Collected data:
-------

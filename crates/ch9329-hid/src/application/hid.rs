//! `Ch9329Hid`: the handle producers talk to.
//!
//! Events are validated on the caller's thread and queued; the worker thread
//! turns them into frames.  State is read from the shared [`StatePublisher`]
//! without ever blocking on the worker.

use std::sync::{
    atomic::{AtomicBool, Ordering},
    Arc,
};
use std::thread::JoinHandle;

use ch9329_core::{EventError, HidEvent};
use crossbeam::channel::{unbounded, Receiver, Sender};
use thiserror::Error;
use tracing::{debug, info, warn};

use super::device_state::{DeviceState, HidStateReport, StatePoller, StatePublisher};
use super::event_worker::{
    EventWorker, Phy, ResetLine, PRESENCE_ATTEMPTS, PRESENCE_POLL_INTERVAL,
};
use super::process_request::HidSettings;

/// Error returned when the engine cannot be started.
#[derive(Debug, Error)]
pub enum HidError {
    #[error("failed to spawn the HID worker thread: {0}")]
    Spawn(#[source] std::io::Error),
}

pub struct Ch9329Hid {
    // Dropped by `cleanup` so the worker sees the queue close.
    events_tx: Option<Sender<HidEvent>>,
    // Kept so producers can drain the queue on `clear`.
    events_rx: Receiver<HidEvent>,
    state: Arc<StatePublisher>,
    stop: Arc<AtomicBool>,
    reset_required: Arc<AtomicBool>,
    worker: Option<JoinHandle<()>>,
}

impl Ch9329Hid {
    /// Spawns the worker thread and returns the handle.
    ///
    /// # Errors
    ///
    /// Returns [`HidError::Spawn`] if the OS refuses to create the thread.
    pub fn start(
        settings: HidSettings,
        phy: Arc<dyn Phy>,
        reset_line: Arc<dyn ResetLine>,
    ) -> Result<Self, HidError> {
        let (events_tx, events_rx) = unbounded();
        let state = Arc::new(StatePublisher::new());
        let stop = Arc::new(AtomicBool::new(false));
        let reset_required = Arc::new(AtomicBool::new(false));

        info!(
            "starting HID engine (read_retries={}, common_retries={}, noop={})",
            settings.read_retries, settings.common_retries, settings.noop
        );
        let worker = EventWorker {
            settings,
            phy,
            reset_line,
            state: Arc::clone(&state),
            events: events_rx.clone(),
            stop: Arc::clone(&stop),
            reset_required: Arc::clone(&reset_required),
            presence_poll_interval: PRESENCE_POLL_INTERVAL,
            presence_attempts: PRESENCE_ATTEMPTS,
        }
        .spawn()
        .map_err(HidError::Spawn)?;

        Ok(Self {
            events_tx: Some(events_tx),
            events_rx,
            state,
            stop,
            reset_required,
            worker: Some(worker),
        })
    }

    // ── Producers ─────────────────────────────────────────────────────────────

    /// Queues key presses and releases in order.
    ///
    /// Every key is validated before any is queued, so an unknown name
    /// leaves the queue untouched.
    ///
    /// # Errors
    ///
    /// Returns [`EventError::UnknownKey`] for the first unknown key name.
    pub fn send_key_events<'a, I>(&self, keys: I) -> Result<(), EventError>
    where
        I: IntoIterator<Item = (&'a str, bool)>,
    {
        let events = keys
            .into_iter()
            .map(|(name, pressed)| HidEvent::key(name, pressed))
            .collect::<Result<Vec<_>, _>>()?;
        for event in events {
            self.queue_event(event, false);
        }
        Ok(())
    }

    pub fn send_mouse_button_event(&self, button: &str, pressed: bool) -> Result<(), EventError> {
        self.queue_event(HidEvent::mouse_button(button, pressed)?, false);
        Ok(())
    }

    pub fn send_mouse_move_event(&self, to_x: i32, to_y: i32) -> Result<(), EventError> {
        self.queue_event(HidEvent::mouse_move(to_x, to_y)?, false);
        Ok(())
    }

    pub fn send_mouse_relative_event(&self, delta_x: i32, delta_y: i32) -> Result<(), EventError> {
        self.queue_event(HidEvent::mouse_relative(delta_x, delta_y)?, false);
        Ok(())
    }

    pub fn send_mouse_wheel_event(&self, delta_x: i32, delta_y: i32) -> Result<(), EventError> {
        self.queue_event(HidEvent::mouse_wheel(delta_x, delta_y)?, false);
        Ok(())
    }

    /// Discards every event not yet taken by the worker.
    pub fn clear_events(&self) {
        let dropped = self.events_rx.try_iter().count();
        if dropped > 0 {
            debug!("cleared {dropped} pending HID events");
        }
    }

    /// Appends an already validated event, optionally discarding the queue
    /// first.
    ///
    /// Events queued by other producers between the discard and the append
    /// survive the clear.
    pub fn queue_event(&self, event: HidEvent, clear: bool) {
        let Some(events_tx) = self.events_tx.as_ref() else {
            return;
        };
        if self.stop.load(Ordering::Acquire) {
            return;
        }
        if clear {
            self.clear_events();
        }
        if events_tx.send(event).is_err() {
            warn!("HID worker is gone; dropping {event:?}");
        }
    }

    /// Asks the worker to reset the chip, through the reset line when one is
    /// wired.  A reset already pending is not repeated.
    pub fn reset(&self) {
        if !self.reset_required.swap(true, Ordering::AcqRel) {
            info!("HID reset requested");
        }
    }

    // ── State ─────────────────────────────────────────────────────────────────

    pub fn get_state(&self) -> DeviceState {
        self.state.snapshot()
    }

    pub fn state_report(&self) -> HidStateReport {
        self.get_state().into()
    }

    /// A poller yielding the current state, then every change.
    pub fn poll_state(&self) -> StatePoller {
        self.state.poll()
    }

    // ── Shutdown ──────────────────────────────────────────────────────────────

    /// Stops the worker and waits for it.  Events already queued are still
    /// sent once.  Calling it again is a no-op.
    pub fn cleanup(&mut self) {
        let Some(worker) = self.worker.take() else {
            return;
        };
        info!("Stopping HID daemon ...");
        self.stop.store(true, Ordering::Release);
        self.events_tx = None;
        if worker.join().is_err() {
            warn!("HID worker thread panicked during shutdown");
        }
    }
}

impl Drop for Ch9329Hid {
    fn drop(&mut self) {
        self.cleanup();
    }
}

#[cfg(test)]
mod tests {
    use super::*;
    use crate::infrastructure::mock::MockChip;
    use crate::infrastructure::reset::RecordingResetLine;
    use ch9329_core::protocol::events::KEYBOARD_RELEASE_FRAME;
    use std::time::{Duration, Instant};

    fn settings() -> HidSettings {
        HidSettings {
            retries_delay: Duration::from_millis(10),
            ..HidSettings::default()
        }
    }

    fn start(chip: &MockChip) -> (Ch9329Hid, RecordingResetLine) {
        let reset_line = RecordingResetLine::new();
        let hid = Ch9329Hid::start(
            settings(),
            Arc::new(chip.clone()),
            Arc::new(reset_line.clone()),
        )
        .unwrap();
        (hid, reset_line)
    }

    fn wait_until(mut condition: impl FnMut() -> bool) -> bool {
        let deadline = Instant::now() + Duration::from_secs(5);
        while Instant::now() < deadline {
            if condition() {
                return true;
            }
            std::thread::sleep(Duration::from_millis(10));
        }
        false
    }

    #[test]
    fn test_unknown_key_queues_nothing() {
        // Arrange
        let chip = MockChip::new();
        chip.set_present(false);
        let (hid, _) = start(&chip);

        // Act
        let result = hid.send_key_events([("KeyA", true), ("NoSuchKey", true)]);

        // Assert
        assert!(matches!(result, Err(EventError::UnknownKey(name)) if name == "NoSuchKey"));
        assert!(hid.events_rx.is_empty());
    }

    #[test]
    fn test_invalid_mouse_parameters_are_rejected() {
        let chip = MockChip::new();
        chip.set_present(false);
        let (hid, _) = start(&chip);

        assert!(hid.send_mouse_button_event("side", true).is_err());
        assert!(hid.send_mouse_relative_event(128, 0).is_err());
        assert!(hid.send_mouse_wheel_event(0, -128).is_err());
        assert!(hid.send_mouse_move_event(40_000, 0).is_err());
        assert!(hid.events_rx.is_empty());
    }

    #[test]
    fn test_clear_flag_discards_earlier_events() {
        // Arrange: no device, so nothing is consumed
        let chip = MockChip::new();
        chip.set_present(false);
        let (hid, _) = start(&chip);
        hid.send_mouse_relative_event(1, 1).unwrap();
        hid.send_mouse_relative_event(2, 2).unwrap();

        // Act
        let last = HidEvent::mouse_relative(3, 3).unwrap();
        hid.queue_event(last, true);

        // Assert
        let pending: Vec<HidEvent> = hid.events_rx.try_iter().collect();
        assert_eq!(pending, vec![last]);
    }

    #[test]
    fn test_key_events_reach_the_chip_in_order() {
        // Arrange
        let chip = MockChip::new();
        let (hid, _) = start(&chip);

        // Act
        hid.send_key_events([("KeyA", true), ("KeyA", false)]).unwrap();

        // Assert
        assert!(wait_until(|| chip.requests_with_command(0x02).len() == 2));
        let keys = chip.requests_with_command(0x02);
        assert_ne!(keys[0], keys[1]);
        assert_eq!(keys[1], KEYBOARD_RELEASE_FRAME.to_vec());
    }

    #[test]
    fn test_reset_pulses_line_once_more_than_startup() {
        // Arrange
        let chip = MockChip::new();
        let (hid, reset_line) = start(&chip);
        assert!(wait_until(|| chip.opens() == 1));
        let baseline = reset_line.pulses();

        // Act
        hid.reset();
        hid.reset();

        // Assert
        assert!(wait_until(|| reset_line.pulses() == baseline + 1));
    }

    #[test]
    fn test_cleanup_stops_worker_and_closes_transport() {
        // Arrange
        let chip = MockChip::new();
        let (mut hid, _) = start(&chip);
        assert!(wait_until(|| chip.opens() == 1));

        // Act
        hid.cleanup();
        hid.cleanup();

        // Assert
        assert_eq!(chip.closes(), 1);
        assert!(hid.events_tx.is_none());
        let before = chip.requests().len();
        hid.send_mouse_relative_event(1, 1).unwrap();
        assert!(hid.events_rx.is_empty(), "stopped engine must not queue");
        assert_eq!(chip.requests().len(), before);
    }

    #[test]
    fn test_state_report_follows_probe() {
        // Arrange
        let chip = MockChip::new();
        chip.set_leds(0b010);
        let (hid, _) = start(&chip);

        // Act
        assert!(wait_until(|| hid.get_state().online));

        // Assert
        let report = hid.state_report();
        assert!(report.online);
        assert!(report.keyboard.leds.caps);
        assert!(!report.keyboard.leds.num);
    }
}
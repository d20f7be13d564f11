//! Protocol module containing the frame codec, command codes and HID events.

pub mod commands;
pub mod events;
pub mod frame;

pub use commands::{CommandCode, DeviceErrorCode};
pub use events::{EventError, HidEvent};
pub use frame::{build_frame, verify_frame, Frame, FrameError, FrameHeader};
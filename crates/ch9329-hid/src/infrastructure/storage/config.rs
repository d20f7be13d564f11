//! TOML configuration for the HID daemon.
//!
//! The file is looked up in this order:
//! - `$CH9329_CONFIG` if set
//! - `$XDG_CONFIG_HOME/ch9329-hid/config.toml`
//! - `~/.config/ch9329-hid/config.toml`
//!
//! A missing file is not an error: every field has a default, so the daemon
//! runs against `/dev/ttyUSB0` at 115200 baud out of the box.
//!
//! ```toml
//! [hid]
//! read_retries = 5
//! common_retries = 5
//! retries_delay = 0.5
//! errors_threshold = 5
//! noop = false
//!
//! [serial]
//! device = "/dev/ttyUSB0"
//! speed = 115200
//! read_timeout = 5.0
//!
//! [reset]
//! gpio_root = "/sys/class/gpio"
//! reset_pin = -1
//! reset_inverted = false
//! reset_delay = 0.1
//!
//! [daemon]
//! log_level = "info"
//! ```
//!
//! # Serde default values
//!
//! Fields annotated with `#[serde(default = "some_fn")]` use the return value
//! of `some_fn()` when the field is absent, so partial files are valid.

use std::path::PathBuf;
use std::time::Duration;

use serde::Deserialize;
use thiserror::Error;

use crate::application::process_request::HidSettings;

/// Environment variable that overrides the config file location.
pub const CONFIG_ENV_VAR: &str = "CH9329_CONFIG";

/// Baud rates accepted for the serial link.
pub const STANDARD_BAUD_RATES: &[u32] = &[
    50, 75, 110, 134, 150, 200, 300, 600, 1200, 1800, 2400, 4800, 9600, 19200, 38400, 57600,
    115200, 230400, 460800, 500000, 576000, 921600, 1000000, 1152000, 1500000, 2000000,
    2500000, 3000000, 3500000, 4000000,
];

/// Smallest accepted value for any delay or timeout, in seconds.
const MIN_SECONDS: f64 = 0.1;

/// Error type for configuration file operations.
#[derive(Debug, Error)]
pub enum ConfigError {
    /// Neither `$CH9329_CONFIG`, `$XDG_CONFIG_HOME` nor `$HOME` is set.
    #[error("could not determine config directory")]
    NoConfigDir,

    /// A file system I/O error occurred.
    #[error("I/O error accessing config at {path}: {source}")]
    Io {
        path: PathBuf,
        #[source]
        source: std::io::Error,
    },

    /// The TOML content could not be parsed.
    #[error("failed to parse config TOML: {0}")]
    Parse(#[from] toml::de::Error),

    /// A value is outside its accepted range.
    #[error("invalid config value {field}: {reason}")]
    Invalid { field: &'static str, reason: String },
}
//! The event worker: the one thread that talks to the chip.
//!
//! The worker owns the transport for as long as the device is present.  It
//! drains the event queue one request at a time, probes the chip's status
//! whenever the queue stays idle, and performs hardware resets on request.
//!
//! # Loop structure
//!
//! ```text
//! outer loop (until stop)
//!  └─ reset line pulse, then wait for the device node (1 s polls, 10 tries)
//!  └─ open the transport
//!       └─ inner loop (until stop and queue empty)
//!            ├─ reset pending?      -> busy, pulse reset line (or 0x0F command)
//!            ├─ event within 0.5 s  -> process; on failure flush the queue
//!            └─ idle 0.5 s          -> status probe
//! ```
//!
//! Any fault inside one pass of the outer loop, including a panic, is logged
//! and followed by a one second pause.

use std::any::Any;
use std::panic::{self, AssertUnwindSafe};
use std::sync::{
    atomic::{AtomicBool, Ordering},
    Arc,
};
use std::thread::{self, JoinHandle};
use std::time::Duration;

use anyhow::Context;
use ch9329_core::{
    protocol::events::{GET_INFO_FRAME, RESET_FRAME},
    HidEvent,
};
use crossbeam::channel::{Receiver, RecvTimeoutError};
use thiserror::Error;
use tracing::{debug, error, info, warn};

use super::device_state::StatePublisher;
use super::process_request::{Connection, ConnectionError, HidSettings, RequestProcessor};

/// How long the queue may stay empty before a status probe is sent.
pub const IDLE_PROBE_INTERVAL: Duration = Duration::from_millis(500);

/// Default pause between presence checks of the device node.
pub const PRESENCE_POLL_INTERVAL: Duration = Duration::from_secs(1);

/// Default number of presence checks before "Missing HID" is reported.
pub const PRESENCE_ATTEMPTS: u32 = 10;

/// Pause after a fault before the outer loop retries.
pub const FAULT_BACKOFF: Duration = Duration::from_secs(1);

// ── Collaborator boundaries ───────────────────────────────────────────────────

/// The physical transport: tells whether the device exists and opens it.
pub trait Phy: Send + Sync {
    /// Whether the device node exists, without opening it.
    fn is_present(&self) -> bool;

    /// Opens the transport.  The returned connection closes it when dropped.
    ///
    /// # Errors
    ///
    /// Returns [`ConnectionError`] if the device cannot be opened.
    fn open(&self) -> Result<Box<dyn Connection>, ConnectionError>;
}

/// Error raised by a hardware reset line.
#[derive(Debug, Error)]
pub enum ResetError {
    #[error("reset line I/O error on {path}: {source}")]
    Io {
        path: String,
        #[source]
        source: std::io::Error,
    },
}

/// Hardware reset control of the chip.
pub trait ResetLine: Send + Sync {
    /// Pulses the reset line and returns once the pulse is complete.
    ///
    /// # Errors
    ///
    /// Returns [`ResetError`] if the line could not be driven.
    fn reset(&self) -> Result<(), ResetError>;

    /// Whether a physical line is connected.  Without one, explicit reset
    /// requests fall back to the chip's own reset command.
    fn is_wired(&self) -> bool {
        true
    }
}

// ── Worker ────────────────────────────────────────────────────────────────────

/// Everything the worker thread owns or shares with the handle.
pub struct EventWorker {
    pub settings: HidSettings,
    pub phy: Arc<dyn Phy>,
    pub reset_line: Arc<dyn ResetLine>,
    pub state: Arc<StatePublisher>,
    pub events: Receiver<HidEvent>,
    pub stop: Arc<AtomicBool>,
    pub reset_required: Arc<AtomicBool>,
    pub presence_poll_interval: Duration,
    pub presence_attempts: u32,
}

impl EventWorker {
    /// Starts the worker on a dedicated, named OS thread.
    ///
    /// # Errors
    ///
    /// Returns the OS error if the thread could not be spawned.
    pub fn spawn(self) -> std::io::Result<JoinHandle<()>> {
        thread::Builder::new()
            .name("ch9329-hid".to_string())
            .spawn(move || self.run())
    }

    fn run(self) {
        info!("HID worker started");
        let processor = RequestProcessor::new(
            self.settings.clone(),
            Arc::clone(&self.state),
            Arc::clone(&self.stop),
        );

        while !self.stopped() {
            let pass = panic::catch_unwind(AssertUnwindSafe(|| self.hid_loop(&processor)));
            let fault = match pass {
                Ok(Ok(())) => continue,
                Ok(Err(e)) => format!("{e:#}"),
                Err(payload) => format!("panic: {}", panic_message(payload.as_ref())),
            };
            self.clear_queue();
            error!("Unexpected error in the HID loop: {fault}");
            thread::sleep(FAULT_BACKOFF);
        }
        info!("HID worker stopped");
    }

    /// One presence cycle: wait for the device, open it, serve the queue.
    fn hid_loop(&self, processor: &RequestProcessor) -> anyhow::Result<()> {
        if !self.wait_device() {
            return Ok(());
        }

        let mut conn = self.phy.open().context("can't open HID transport")?;
        processor.process(conn.as_mut(), &GET_INFO_FRAME);

        while !(self.stopped() && self.events.is_empty()) {
            if self.reset_required.load(Ordering::Acquire) {
                self.state.set_busy(true);
                if self.reset_line.is_wired() {
                    if let Err(e) = self.reset_line.reset() {
                        warn!("HID reset failed: {e}");
                    }
                } else {
                    debug!("no reset line; sending the chip reset command");
                    processor.process(conn.as_mut(), &RESET_FRAME);
                }
                self.reset_required.store(false, Ordering::Release);
            }

            let ok = match self.events.recv_timeout(IDLE_PROBE_INTERVAL) {
                Ok(event) => {
                    let ok = processor.process(conn.as_mut(), event.encode().as_bytes());
                    if !ok {
                        self.clear_queue();
                    }
                    ok
                }
                Err(RecvTimeoutError::Timeout) => processor.process(conn.as_mut(), &GET_INFO_FRAME),
                Err(RecvTimeoutError::Disconnected) => {
                    debug!("event queue closed; stopping");
                    self.stop.store(true, Ordering::Release);
                    return Ok(());
                }
            };

            if !ok && !self.phy.is_present() {
                warn!("HID device disappeared; releasing transport");
                return Ok(());
            }
        }
        Ok(())
    }

    /// Pulses the reset line, then polls for the device node.
    fn wait_device(&self) -> bool {
        info!("Initial HID reset and wait ...");
        if let Err(e) = self.reset_line.reset() {
            warn!("HID reset failed: {e}");
        }
        for _ in 0..self.presence_attempts {
            if self.phy.is_present() {
                info!("HID found");
                return true;
            }
            if self.stopped() {
                return false;
            }
            thread::sleep(self.presence_poll_interval);
        }
        error!("Missing HID");
        false
    }

    fn clear_queue(&self) {
        let dropped = self.events.try_iter().count();
        if dropped > 0 {
            debug!("dropped {dropped} pending HID events");
        }
    }

    fn stopped(&self) -> bool {
        self.stop.load(Ordering::Acquire)
    }
}

fn panic_message(payload: &(dyn Any + Send)) -> &str {
    if let Some(s) = payload.downcast_ref::<&str>() {
        s
    } else if let Some(s) = payload.downcast_ref::<String>() {
        s
    } else {
        "unknown"
    }
}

-------

▸ **ABOUT THIS TASK**
Each line above that has the word "unbounded" must be copied.

▸ **TASK ANSWER**
use crossbeam::channel::{unbounded, Receiver, Sender};
        let (events_tx, events_rx) = unbounded();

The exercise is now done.